(DIRECTIONS): If a line in the entries below includes "Send", pick it out and copy it.

(Stored items)
--------

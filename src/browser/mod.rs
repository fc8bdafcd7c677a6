//! Browser session boundary.
//!
//! The pipeline only needs a navigable, DOM-queryable surface:
//!
//! ```text
//! navigate(url) → wait_for(selector) → query(selector) → element.text()/attribute()
//! ```
//!
//! [`ChromeSession`] implements it with headless Chrome via chromiumoxide.
//! Queries never fail: a selector that matches nothing, or an element that
//! has gone stale, yields an empty result.

mod chrome;
mod config;
#[cfg(test)]
pub(crate) mod fake;

pub use chrome::ChromeSession;
pub use config::BrowserConfig;

use std::time::Duration;

use async_trait::async_trait;

use crate::app::Result;

pub type Element = Box<dyn ElementHandle>;

/// A DOM element on the current page.
#[async_trait]
pub trait ElementHandle: Send + Sync {
    /// Rendered text, trimmed. `None` when unavailable.
    async fn text(&self) -> Option<String>;

    async fn attribute(&self, name: &str) -> Option<String>;

    /// Descendants matching a CSS selector, in document order.
    async fn find_all(&self, selector: &str) -> Vec<Element>;

    async fn find_first(&self, selector: &str) -> Option<Element> {
        self.find_all(selector).await.into_iter().next()
    }

    async fn is_visible(&self) -> bool;

    async fn click(&self) -> Result<()>;

    /// Call a JavaScript function with the element bound to `this` and
    /// return its result as a string.
    async fn call_script(&self, function: &str) -> Option<String>;
}

#[async_trait]
pub trait BrowserSession: Send + Sync {
    /// Load `url` in the session's page.
    ///
    /// Fails with `Navigation` for page-level problems and `SessionFatal`
    /// when the browser itself is gone.
    async fn navigate(&self, url: &str) -> Result<()>;

    async fn query(&self, selector: &str) -> Vec<Element>;

    async fn find_first(&self, selector: &str) -> Option<Element> {
        self.query(selector).await.into_iter().next()
    }

    /// Wait until at least one element matches, failing with `WaitTimeout`.
    async fn wait_for(&self, selector: &str, timeout: Duration) -> Result<()>;

    async fn execute_script(&self, script: &str) -> Result<serde_json::Value>;

    /// Terminate the session. Safe to call more than once.
    async fn close(&self) -> Result<()>;
}

#[async_trait]
impl<T: BrowserSession + ?Sized> BrowserSession for std::sync::Arc<T> {
    async fn navigate(&self, url: &str) -> Result<()> {
        (**self).navigate(url).await
    }

    async fn query(&self, selector: &str) -> Vec<Element> {
        (**self).query(selector).await
    }

    async fn wait_for(&self, selector: &str, timeout: Duration) -> Result<()> {
        (**self).wait_for(selector, timeout).await
    }

    async fn execute_script(&self, script: &str) -> Result<serde_json::Value> {
        (**self).execute_script(script).await
    }

    async fn close(&self) -> Result<()> {
        (**self).close().await
    }
}
use std::fmt;
use std::path::PathBuf;

use serde::Serialize;

use crate::domain::Source;
use crate::merge::MergeReport;

/// Where a run is. Phases only move forward.
#[derive(Debug, Clone, Copy, PartialEq, Eq, Serialize)]
#[serde(tag = "phase", content = "source", rename_all = "lowercase")]
pub enum RunPhase {
    Idle,
    Crawling(Source),
    Merging,
    Done,
}

impl RunPhase {
    fn rank(&self) -> u8 {
        match self {
            Self::Idle => 0,
            Self::Crawling(_) => 1,
            Self::Merging => 2,
            Self::Done => 3,
        }
    }

    /// `Crawling` may follow `Crawling` (next source); nothing moves back.
    pub fn can_advance_to(&self, next: RunPhase) -> bool {
        next.rank() >= self.rank() && (next != *self || matches!(next, Self::Crawling(_)))
    }
}

impl fmt::Display for RunPhase {
    fn fmt(&self, f: &mut fmt::Formatter<'_>) -> fmt::Result {
        match self {
            Self::Idle => write!(f, "idle"),
            Self::Crawling(source) => write!(f, "crawling {}", source),
            Self::Merging => write!(f, "merging"),
            Self::Done => write!(f, "done"),
        }
    }
}

/// Counters for one source's crawl.
#[derive(Debug, Clone, PartialEq, Eq, Serialize)]
pub struct SourceReport {
    pub source: Source,
    pub pages_visited: usize,
    pub pages_skipped: usize,
    /// Candidate elements examined
    pub candidates: usize,
    /// Records staged
    pub accepted: usize,
    /// Records whose link another record already claimed this run
    pub duplicates: usize,
    /// Candidates dropped for a missing headline or unusable link
    pub invalid: usize,
    /// The browser session died while this source was crawling
    pub session_lost: bool,
}

impl SourceReport {
    pub fn new(source: Source) -> Self {
        Self {
            source,
            pages_visited: 0,
            pages_skipped: 0,
            candidates: 0,
            accepted: 0,
            duplicates: 0,
            invalid: 0,
            session_lost: false,
        }
    }
}

#[derive(Debug, Clone, Serialize)]
pub struct RunReport {
    pub staging_path: PathBuf,
    pub per_source: Vec<SourceReport>,
    /// `None` when merging was disabled for the run
    pub merge: Option<MergeReport>,
    pub errors: Vec<String>,
    pub cancelled: bool,
    pub phases: Vec<RunPhase>,
}

impl RunReport {
    pub fn new(staging_path: PathBuf) -> Self {
        Self {
            staging_path,
            per_source: Vec::new(),
            merge: None,
            errors: Vec::new(),
            cancelled: false,
            phases: vec![RunPhase::Idle],
        }
    }

    pub fn phase(&self) -> RunPhase {
        self.phases.last().copied().unwrap_or(RunPhase::Idle)
    }

    pub(crate) fn advance(&mut self, next: RunPhase) {
        let current = self.phase();
        if !current.can_advance_to(next) {
            tracing::warn!("Ignoring phase change {} -> {}", current, next);
            return;
        }
        tracing::debug!("Run phase: {}", next);
        self.phases.push(next);
    }

    pub fn total_staged(&self) -> usize {
        self.per_source.iter().map(|s| s.accepted).sum()
    }

    pub fn session_lost(&self) -> bool {
        self.per_source.iter().any(|s| s.session_lost)
    }
}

--------

(SOLUTION TO THIS EXERCISE):
pub trait ElementHandle: Send + Sync {
pub trait BrowserSession: Send + Sync {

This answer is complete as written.